**ASSIGNED TASK**
If a line in the entries below includes "elapsed", pick it out and copy it.

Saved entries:
· · ·
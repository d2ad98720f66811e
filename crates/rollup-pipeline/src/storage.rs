//! Artifact persistence
//!
//! Artifacts are two-column CSV files. Writes go through a temporary file in
//! the output directory that is renamed over the target, so readers see either
//! the previous or the new rollup.

use crate::error::{PipelineError, Result};
use crate::stages::{all_artifacts, ArtifactSpec};
use rollup_common::{RollupError, TabularStore, Value};
use std::path::{Path, PathBuf};

/// Directory holding every stage artifact
#[derive(Debug, Clone)]
pub struct ArtifactStore {
    dir: PathBuf,
}

impl ArtifactStore {
    pub fn new(dir: impl Into<PathBuf>) -> Self {
        Self { dir: dir.into() }
    }

    pub fn dir(&self) -> &Path {
        &self.dir
    }

    pub fn path(&self, spec: &ArtifactSpec) -> PathBuf {
        self.dir.join(spec.file_name)
    }

    pub fn exists(&self, spec: &ArtifactSpec) -> bool {
        self.path(spec).is_file()
    }

    /// Read an artifact; a missing file is an empty rollup.
    ///
    /// Keys are read as text and values as numbers.
    pub fn read(&self, spec: &ArtifactSpec) -> Result<TabularStore> {
        let path = self.path(spec);
        let mut store = spec.empty()?;

        let mut reader = match csv::Reader::from_path(&path) {
            Ok(reader) => reader,
            Err(e) => match e.kind() {
                csv::ErrorKind::Io(io) if io.kind() == std::io::ErrorKind::NotFound => {
                    return Ok(store);
                },
                _ => return Err(PipelineError::csv(&path, e)),
            },
        };

        let header: Vec<String> = reader
            .headers()
            .map_err(|e| PipelineError::csv(&path, e))?
            .iter()
            .map(|h| h.trim().to_string())
            .collect();
        if header.is_empty() || header.iter().all(String::is_empty) {
            return Ok(store);
        }
        if header != [spec.key_column, spec.value_column] {
            return Err(PipelineError::malformed_header(
                &path,
                format!(
                    "expected [{},{}], found [{}]",
                    spec.key_column,
                    spec.value_column,
                    header.join(",")
                ),
            ));
        }

        for record in reader.records() {
            let record = record.map_err(|e| PipelineError::csv(&path, e))?;
            let key = record.get(0).unwrap_or_default();
            let raw = record.get(1).unwrap_or_default();
            let value = Value::infer(raw);
            if value.as_f64().is_none() {
                return Err(RollupError::NotNumeric {
                    column: spec.value_column.to_string(),
                    value: raw.to_string(),
                }
                .into());
            }
            store.add_row(vec![Value::Text(key.to_string()), value])?;
        }

        Ok(store)
    }

    /// Atomically replace an artifact, rows sorted by key
    pub fn write(&self, spec: &ArtifactSpec, store: &TabularStore) -> Result<()> {
        std::fs::create_dir_all(&self.dir).map_err(|e| PipelineError::io(&self.dir, e))?;
        let path = self.path(spec);
        let sorted = store.sort(spec.key_column, false)?;
        let keys = sorted.column(spec.key_column)?;
        let values = sorted.column(spec.value_column)?;

        let tmp = tempfile::NamedTempFile::new_in(&self.dir).map_err(|e| PipelineError::io(&self.dir, e))?;
        {
            let mut writer = csv::Writer::from_writer(tmp.as_file());
            writer
                .write_record([spec.key_column, spec.value_column])
                .map_err(|e| PipelineError::csv(tmp.path(), e))?;
            for (key, value) in keys.iter().zip(values) {
                writer
                    .write_record([key.to_string(), value.to_string()])
                    .map_err(|e| PipelineError::csv(tmp.path(), e))?;
            }
            writer.flush().map_err(|e| PipelineError::io(tmp.path(), e))?;
        }
        tmp.as_file()
            .sync_all()
            .map_err(|e| PipelineError::io(tmp.path(), e))?;
        tmp.persist(&path).map_err(|e| PipelineError::io(&path, e.error))?;

        tracing::debug!(artifact = spec.file_name, rows = sorted.len(), "Artifact written");
        Ok(())
    }

    /// Write an empty artifact unless one already exists. Returns whether a
    /// file was created.
    pub fn ensure_exists(&self, spec: &ArtifactSpec) -> Result<bool> {
        if self.exists(spec) {
            return Ok(false);
        }
        self.write(spec, &spec.empty()?)?;
        Ok(true)
    }

    /// Remove every known artifact file. Returns how many were removed.
    pub fn clear(&self) -> Result<usize> {
        let mut removed = 0;
        for spec in all_artifacts() {
            let path = self.path(spec);
            match std::fs::remove_file(&path) {
                Ok(()) => removed += 1,
                Err(e) if e.kind() == std::io::ErrorKind::NotFound => {},
                Err(e) => return Err(PipelineError::io(&path, e)),
            }
        }
        Ok(removed)
    }
}
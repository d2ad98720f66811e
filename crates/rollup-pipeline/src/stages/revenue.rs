//! Revenue per day, month and year

use super::{ArtifactSpec, StageTransform, REVENUE_ARTIFACTS};
use crate::error::Result;
use chrono::NaiveDate;
use rollup_common::{TabularStore, Value};

const DATE_COLUMN: &str = "date";
const VALUE_COLUMN: &str = "value";

/// Period formats, matching the order of [`REVENUE_ARTIFACTS`]
const PERIODS: [&str; 3] = ["%Y-%m-%d", "%Y-%m", "%Y"];

/// Buckets `Revenue(date, value)` rows into day, month and year totals.
///
/// Rows with an unreadable date or a non-numeric value are skipped.
#[derive(Debug, Clone, Default)]
pub struct RevenueStage;

impl RevenueStage {
    pub fn new() -> Self {
        Self
    }
}

fn parse_date(value: &Value) -> Option<NaiveDate> {
    let raw = value.as_str()?.trim();
    let day = raw.get(..10)?;
    NaiveDate::parse_from_str(day, "%Y-%m-%d").ok()
}

impl StageTransform for RevenueStage {
    fn name(&self) -> &'static str {
        "revenue"
    }

    fn artifacts(&self) -> &'static [ArtifactSpec] {
        REVENUE_ARTIFACTS
    }

    fn apply(&self, chunk: &TabularStore) -> Result<Vec<TabularStore>> {
        let dates = chunk.column(DATE_COLUMN)?;
        let values = chunk.column(VALUE_COLUMN)?;

        let mut buckets = REVENUE_ARTIFACTS
            .iter()
            .map(ArtifactSpec::empty)
            .collect::<Result<Vec<_>>>()?;

        let mut skipped = 0usize;
        for (date, value) in dates.iter().zip(values) {
            let (Some(date), Some(amount)) = (parse_date(date), value.as_f64()) else {
                skipped += 1;
                continue;
            };
            for (bucket, period) in buckets.iter_mut().zip(PERIODS) {
                bucket.add_row(vec![
                    Value::Text(date.format(period).to_string()),
                    Value::Float(amount),
                ])?;
            }
        }

        if skipped > 0 {
            tracing::warn!(rows = skipped, "Skipped revenue rows with unreadable date or value");
        }

        buckets
            .iter()
            .zip(REVENUE_ARTIFACTS)
            .map(|(bucket, spec)| spec.fold(bucket))
            .collect()
    }
}

#[cfg(test)]
#[allow(clippy::unwrap_used, clippy::expect_used)]
mod tests {
    use super::*;

    fn revenue(rows: &[(&str, Value)]) -> TabularStore {
        TabularStore::from_rows(
            ["revenue_id", "date", "value"],
            rows.iter()
                .enumerate()
                .map(|(i, (date, value))| vec![Value::Int(i as i64), Value::from(*date), value.clone()])
                .collect(),
        )
        .unwrap()
    }

    fn totals(store: &TabularStore, key: &str) -> Vec<(String, f64)> {
        store
            .rows()
            .map(|row| {
                (
                    row.get(key).unwrap().to_string(),
                    row.get("revenue").unwrap().as_f64().unwrap(),
                )
            })
            .collect()
    }

    #[test]
    fn test_buckets_by_day_month_year() {
        let chunk = revenue(&[
            ("2024-01-01", Value::Float(10.0)),
            ("2024-01-02", Value::Float(5.0)),
            ("2024-02-01 08:15:00", Value::Float(7.0)),
        ]);

        let out = RevenueStage::new().apply(&chunk).unwrap();
        assert_eq!(out.len(), 3);
        assert_eq!(
            totals(&out[0], "date"),
            vec![
                ("2024-01-01".to_string(), 10.0),
                ("2024-01-02".to_string(), 5.0),
                ("2024-02-01".to_string(), 7.0)
            ]
        );
        assert_eq!(
            totals(&out[1], "month"),
            vec![("2024-01".to_string(), 15.0), ("2024-02".to_string(), 7.0)]
        );
        assert_eq!(totals(&out[2], "year"), vec![("2024".to_string(), 22.0)]);
    }

    #[test]
    fn test_cents_are_not_truncated() {
        let chunk = revenue(&[("2024-01-01", Value::Float(2.5)), ("2024-01-01", Value::from("0.25"))]);
        let out = RevenueStage::new().apply(&chunk).unwrap();
        assert_eq!(out[0].cell("revenue", 0).unwrap(), &Value::Float(2.75));
    }

    #[test]
    fn test_bad_rows_are_skipped() {
        let chunk = revenue(&[
            ("not a date", Value::Float(1.0)),
            ("2024-01-01", Value::Null),
            ("2024-01-01", Value::Float(3.0)),
        ]);
        let out = RevenueStage::new().apply(&chunk).unwrap();
        assert_eq!(totals(&out[2], "year"), vec![("2024".to_string(), 3.0)]);
    }
}
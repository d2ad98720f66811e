//! Pipeline orchestration
//!
//! Runs the four stages strictly in sequence with one worker count. Each stage
//! extracts, transforms in the pool, folds with the persisted rollup, writes
//! its artifacts and only then advances its marker or archives the staging
//! files it consumed. A failing stage is logged and reported; the run moves on
//! to the next one.

use crate::aggregate::{fold_results, merge_with_prior};
use crate::checkpoint::{CheckpointStore, MarkerKey};
use crate::config::PipelineConfig;
use crate::error::{PipelineError, Result};
use crate::extract::table::{open_source, read_table};
use crate::extract::{archive_files, LogFileExtractor, SourceExtractor, TableExtractor};
use crate::metrics::{MetricsLog, TOTAL_STAGE};
use crate::pool::{PartialResult, PoolConfig, PoolOutcome, WorkerPool};
use crate::stages::{
    genre_dimension, ArtifactSpec, EventCountStage, GenreViewsStage, RevenueStage, SourceBinding,
    StageKind, StageTransform, UnfinishedViewsStage, CONTENT_TABLE,
};
use crate::storage::ArtifactStore;
use chrono::{DateTime, Duration as Window, Utc};
use rollup_common::TabularStore;
use serde::Serialize;
use std::path::PathBuf;
use std::sync::Arc;
use std::time::Instant;
use tracing::{error, info, warn, Instrument};
use uuid::Uuid;

/// Outcome of one stage
#[derive(Debug, Clone, Copy, PartialEq, Eq, Serialize)]
#[serde(rename_all = "lowercase")]
pub enum StageStatus {
    Completed,
    /// Persisted, but some chunks failed or never arrived
    Partial,
    Failed,
}

#[derive(Debug, Clone, Serialize)]
pub struct StageReport {
    pub stage: StageKind,
    pub status: StageStatus,
    pub chunks_submitted: usize,
    pub chunks_received: usize,
    pub chunks_failed: usize,
    pub rows_extracted: usize,
    pub files_archived: usize,
    pub files_skipped: usize,
    pub duration_secs: f64,
    #[serde(skip_serializing_if = "Option::is_none")]
    pub error: Option<String>,
}

impl StageReport {
    fn failed(stage: StageKind, err: &PipelineError, duration_secs: f64) -> Self {
        Self {
            stage,
            status: StageStatus::Failed,
            chunks_submitted: 0,
            chunks_received: 0,
            chunks_failed: 0,
            rows_extracted: 0,
            files_archived: 0,
            files_skipped: 0,
            duration_secs,
            error: Some(err.to_string()),
        }
    }

    fn from_outcome(stage: StageKind, outcome: &PoolOutcome, duration_secs: f64) -> Self {
        let status = if outcome.timed_out || outcome.failed() > 0 || outcome.received() < outcome.submitted {
            StageStatus::Partial
        } else {
            StageStatus::Completed
        };
        Self {
            stage,
            status,
            chunks_submitted: outcome.submitted,
            chunks_received: outcome.received(),
            chunks_failed: outcome.failed(),
            rows_extracted: outcome.extraction.rows,
            files_archived: outcome.extraction.files_archived.len(),
            files_skipped: outcome.extraction.files_skipped.len(),
            duration_secs,
            error: None,
        }
    }
}

/// Summary of one pipeline run
#[derive(Debug, Clone, Serialize)]
pub struct RunReport {
    pub run_id: Uuid,
    pub workers: usize,
    pub started_at: DateTime<Utc>,
    pub stages: Vec<StageReport>,
    pub duration_secs: f64,
}

impl RunReport {
    /// No stage failed outright
    pub fn succeeded(&self) -> bool {
        self.stages.iter().all(|s| s.status != StageStatus::Failed)
    }

    pub fn stage(&self, kind: StageKind) -> Option<&StageReport> {
        self.stages.iter().find(|s| s.stage == kind)
    }
}

/// Runs every stage once per [`PipelineOrchestrator::run`] call
#[derive(Debug, Clone)]
pub struct PipelineOrchestrator {
    config: PipelineConfig,
    artifacts: ArtifactStore,
    markers: CheckpointStore,
    metrics: MetricsLog,
    clock: Option<DateTime<Utc>>,
}

impl PipelineOrchestrator {
    pub fn new(config: PipelineConfig) -> Self {
        Self {
            artifacts: ArtifactStore::new(&config.paths.output_dir),
            markers: CheckpointStore::new(&config.paths.marker_dir),
            metrics: MetricsLog::new(&config.paths.metrics_file),
            clock: None,
            config,
        }
    }

    /// Evaluate trailing windows against `now` instead of the wall clock
    pub fn with_clock(mut self, now: DateTime<Utc>) -> Self {
        self.clock = Some(now);
        self
    }

    pub fn config(&self) -> &PipelineConfig {
        &self.config
    }

    pub fn artifacts(&self) -> &ArtifactStore {
        &self.artifacts
    }

    /// Run all stages with `requested` workers (`None` for the configured
    /// default, values at or below zero run one worker).
    pub async fn run(&self, requested: Option<i64>) -> RunReport {
        let workers = self.config.resolve_workers(requested);
        let run_id = Uuid::new_v4();
        let started_at = Utc::now();
        let now = self.clock.unwrap_or(started_at);
        let started = Instant::now();

        let span = tracing::info_span!("pipeline_run", run_id = %run_id, workers);
        let stages = async {
            info!("Pipeline run started");
            let mut reports = Vec::with_capacity(StageKind::ALL.len());
            for kind in StageKind::ALL {
                reports.push(self.run_stage(kind, workers, now).await);
            }
            reports
        }
        .instrument(span.clone())
        .await;

        let elapsed = started.elapsed();
        self.record_metric(TOTAL_STAGE, workers, elapsed);

        let report = RunReport {
            run_id,
            workers,
            started_at,
            stages,
            duration_secs: elapsed.as_secs_f64(),
        };

        span.in_scope(|| {
            let failed = report.stages.iter().filter(|s| s.status == StageStatus::Failed).count();
            info!(
                duration_secs = report.duration_secs,
                failed_stages = failed,
                "Pipeline run finished"
            );
        });
        report
    }

    async fn run_stage(&self, kind: StageKind, workers: usize, now: DateTime<Utc>) -> StageReport {
        let span = tracing::info_span!("stage", stage = kind.name());
        let started = Instant::now();

        let result = self.execute_stage(kind, workers, now).instrument(span.clone()).await;
        let elapsed = started.elapsed();
        self.record_metric(kind.name(), workers, elapsed);

        span.in_scope(|| match result {
            Ok(outcome) => {
                let report = StageReport::from_outcome(kind, &outcome, elapsed.as_secs_f64());
                info!(
                    status = ?report.status,
                    chunks = report.chunks_received,
                    failed_chunks = report.chunks_failed,
                    rows = report.rows_extracted,
                    duration_secs = report.duration_secs,
                    "Stage finished"
                );
                report
            },
            Err(e) => {
                error!(error = %e, duration_secs = elapsed.as_secs_f64(), "Stage failed");
                StageReport::failed(kind, &e, elapsed.as_secs_f64())
            },
        })
    }

    async fn execute_stage(&self, kind: StageKind, workers: usize, now: DateTime<Utc>) -> Result<PoolOutcome> {
        let result = self.extract_and_persist(kind, workers, now).await;
        if let Err(e) = &result {
            if e.is_source_unavailable() {
                warn!(error = %e, "Source unavailable, making sure empty artifacts exist");
                self.ensure_artifacts(kind).await?;
            }
        }
        result
    }

    async fn extract_and_persist(&self, kind: StageKind, workers: usize, now: DateTime<Utc>) -> Result<PoolOutcome> {
        let transform = self.build_transform(kind, now).await?;
        let (extractor, marker_key) = self.build_extractor(kind)?;
        self.process(kind, workers, extractor, transform, marker_key).await
    }

    /// Pool run, then persist, then marker commit or archive. Nothing is
    /// written when extraction fails.
    async fn process(
        &self,
        kind: StageKind,
        workers: usize,
        extractor: Box<dyn SourceExtractor>,
        transform: Arc<dyn StageTransform>,
        marker_key: Option<MarkerKey>,
    ) -> Result<PoolOutcome> {
        let pool = WorkerPool::new(PoolConfig {
            workers,
            queue_capacity: self.config.queue_capacity(workers),
            result_timeout: self.config.aggregation_timeout(),
        });
        let mut outcome = pool.run(extractor, transform).await?;

        let results = std::mem::take(&mut outcome.results);
        let store = self.artifacts.clone();
        let specs = kind.artifacts();
        let results = tokio::task::spawn_blocking(move || persist(&store, specs, results))
            .await
            .map_err(PipelineError::from_join)??;
        outcome.results = results;

        if let (Some(key), Some(marker)) = (marker_key, outcome.extraction.pending_marker.as_ref()) {
            self.markers.commit(&key, marker)?;
            info!(marker = %key, cursor = %marker.cursor, "Marker advanced");
        }

        let consumed = std::mem::take(&mut outcome.extraction.pending_archive);
        if !consumed.is_empty() {
            let archive_dir = self.config.paths.archive_dir.clone();
            outcome.extraction.files_archived =
                tokio::task::spawn_blocking(move || archive_files(&archive_dir, &consumed))
                    .await
                    .map_err(PipelineError::from_join)?;
            info!(files = outcome.extraction.files_archived.len(), "Staging files archived");
        }

        Ok(outcome)
    }

    async fn build_transform(&self, kind: StageKind, now: DateTime<Utc>) -> Result<Arc<dyn StageTransform>> {
        let windows = &self.config.windows;
        let transform: Arc<dyn StageTransform> = match kind {
            StageKind::EventCount => {
                Arc::new(EventCountStage::new(now, Window::hours(windows.event_window_hours)))
            },
            StageKind::Revenue => Arc::new(RevenueStage::new()),
            StageKind::GenreViews => Arc::new(GenreViewsStage::new(
                self.load_genres().await?,
                now,
                Window::hours(windows.view_window_hours),
            )),
            StageKind::UnfinishedViews => Arc::new(UnfinishedViewsStage::new(self.load_genres().await?)),
        };
        Ok(transform)
    }

    /// Read the content dimension once for the stage; workers share it
    async fn load_genres(&self) -> Result<Arc<TabularStore>> {
        let db_path = self.config.paths.db_path.clone();
        let dimension = tokio::task::spawn_blocking(move || {
            let conn = open_source(&db_path)?;
            let content = read_table(&conn, CONTENT_TABLE)?;
            genre_dimension(&content)
        })
        .await
        .map_err(PipelineError::from_join)??;
        Ok(Arc::new(dimension))
    }

    fn build_extractor(&self, kind: StageKind) -> Result<(Box<dyn SourceExtractor>, Option<MarkerKey>)> {
        let paths = &self.config.paths;
        let chunk_size = self.config.processing.chunk_size;

        match kind.source() {
            SourceBinding::LogFiles => {
                let extractor = LogFileExtractor::new(&paths.staging_dir, &paths.log_extension, chunk_size);
                Ok((Box::new(extractor), None))
            },
            SourceBinding::Table { table, cursor } => {
                let key = MarkerKey::new(table, kind.name());
                let marker = self.markers.load(&key, cursor.kind())?;
                if let Some(m) = &marker {
                    info!(marker = %key, cursor = %m.cursor, "Resuming after marker");
                }
                let extractor =
                    TableExtractor::new(&paths.db_path, table, cursor, chunk_size).starting_after(marker);
                Ok((Box::new(extractor), Some(key)))
            },
        }
    }

    async fn ensure_artifacts(&self, kind: StageKind) -> Result<()> {
        let store = self.artifacts.clone();
        let created: Vec<PathBuf> = tokio::task::spawn_blocking(move || {
            let mut created = Vec::new();
            for spec in kind.artifacts() {
                if store.ensure_exists(spec)? {
                    created.push(store.path(spec));
                }
            }
            Ok::<_, PipelineError>(created)
        })
        .await
        .map_err(PipelineError::from_join)??;

        for path in created {
            info!(artifact = %path.display(), "Created empty artifact");
        }
        Ok(())
    }

    fn record_metric(&self, stage: &str, workers: usize, elapsed: std::time::Duration) {
        if let Err(e) = self.metrics.record(stage, workers, elapsed) {
            warn!(stage, error = %e, "Failed to append metrics row");
        }
    }
}

/// Fold this run's partials into every artifact of the stage and write them.
/// Hands the results back for reporting.
fn persist(
    store: &ArtifactStore,
    specs: &'static [ArtifactSpec],
    results: Vec<PartialResult>,
) -> Result<Vec<PartialResult>> {
    for (index, spec) in specs.iter().enumerate() {
        let delta = fold_results(spec, index, &results)?;
        let prior = store.read(spec)?;
        let merged = merge_with_prior(spec, &prior, &delta)?;
        store.write(spec, &merged)?;
        tracing::debug!(
            artifact = spec.file_name,
            new_keys = delta.len(),
            total_keys = merged.len(),
            "Artifact merged"
        );
    }
    Ok(results)
}
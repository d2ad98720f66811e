//! Removal of persisted pipeline state
//!
//! Clears markers, artifacts (with the metrics log) and archived staging
//! files so the next run starts from scratch. The relational source and files
//! still waiting in staging are never touched.

use crate::checkpoint::CheckpointStore;
use crate::config::PipelineConfig;
use crate::error::{PipelineError, Result};
use crate::metrics::MetricsLog;
use crate::storage::ArtifactStore;
use serde::Serialize;
use tracing::info;

/// What to remove. An empty scope removes everything.
#[derive(Debug, Clone, Copy, Default, PartialEq, Eq)]
pub struct ResetScope {
    pub markers: bool,
    pub artifacts: bool,
    pub archive: bool,
}

impl ResetScope {
    pub fn all() -> Self {
        Self {
            markers: true,
            artifacts: true,
            archive: true,
        }
    }

    fn effective(self) -> Self {
        if self == Self::default() {
            Self::all()
        } else {
            self
        }
    }
}

/// Counts of removed files
#[derive(Debug, Clone, Default, PartialEq, Eq, Serialize)]
pub struct ResetSummary {
    pub markers: usize,
    pub artifacts: usize,
    pub metrics_log: bool,
    pub archived_files: usize,
}

pub fn reset(config: &PipelineConfig, scope: ResetScope) -> Result<ResetSummary> {
    let scope = scope.effective();
    let mut summary = ResetSummary::default();

    if scope.markers {
        summary.markers = CheckpointStore::new(&config.paths.marker_dir).clear()?;
    }

    if scope.artifacts {
        summary.artifacts = ArtifactStore::new(&config.paths.output_dir).clear()?;
        summary.metrics_log = MetricsLog::new(&config.paths.metrics_file).clear()?;
    }

    if scope.archive {
        summary.archived_files = clear_archive(config)?;
    }

    info!(
        markers = summary.markers,
        artifacts = summary.artifacts,
        metrics_log = summary.metrics_log,
        archived_files = summary.archived_files,
        "Pipeline state reset"
    );
    Ok(summary)
}

/// Delete the regular files directly inside the archive directory
fn clear_archive(config: &PipelineConfig) -> Result<usize> {
    let dir = &config.paths.archive_dir;
    let entries = match std::fs::read_dir(dir) {
        Ok(entries) => entries,
        Err(e) if e.kind() == std::io::ErrorKind::NotFound => return Ok(0),
        Err(e) => return Err(PipelineError::io(dir, e)),
    };

    let mut removed = 0;
    for entry in entries {
        let path = entry.map_err(|e| PipelineError::io(dir, e))?.path();
        if path.is_file() {
            std::fs::remove_file(&path).map_err(|e| PipelineError::io(&path, e))?;
            removed += 1;
        }
    }
    Ok(removed)
}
· · ·
**RESPONSE BOX**
        let elapsed = started.elapsed();
        self.record_metric(TOTAL_STAGE, workers, elapsed);
            duration_secs: elapsed.as_secs_f64(),
        let elapsed = started.elapsed();
        self.record_metric(kind.name(), workers, elapsed);
                let report = StageReport::from_outcome(kind, &outcome, elapsed.as_secs_f64());
                error!(error = %e, duration_secs = elapsed.as_secs_f64(), "Stage failed");
                StageReport::failed(kind, &e, elapsed.as_secs_f64())
    fn record_metric(&self, stage: &str, workers: usize, elapsed: std::time::Duration) {
        if let Err(e) = self.metrics.record(stage, workers, elapsed) {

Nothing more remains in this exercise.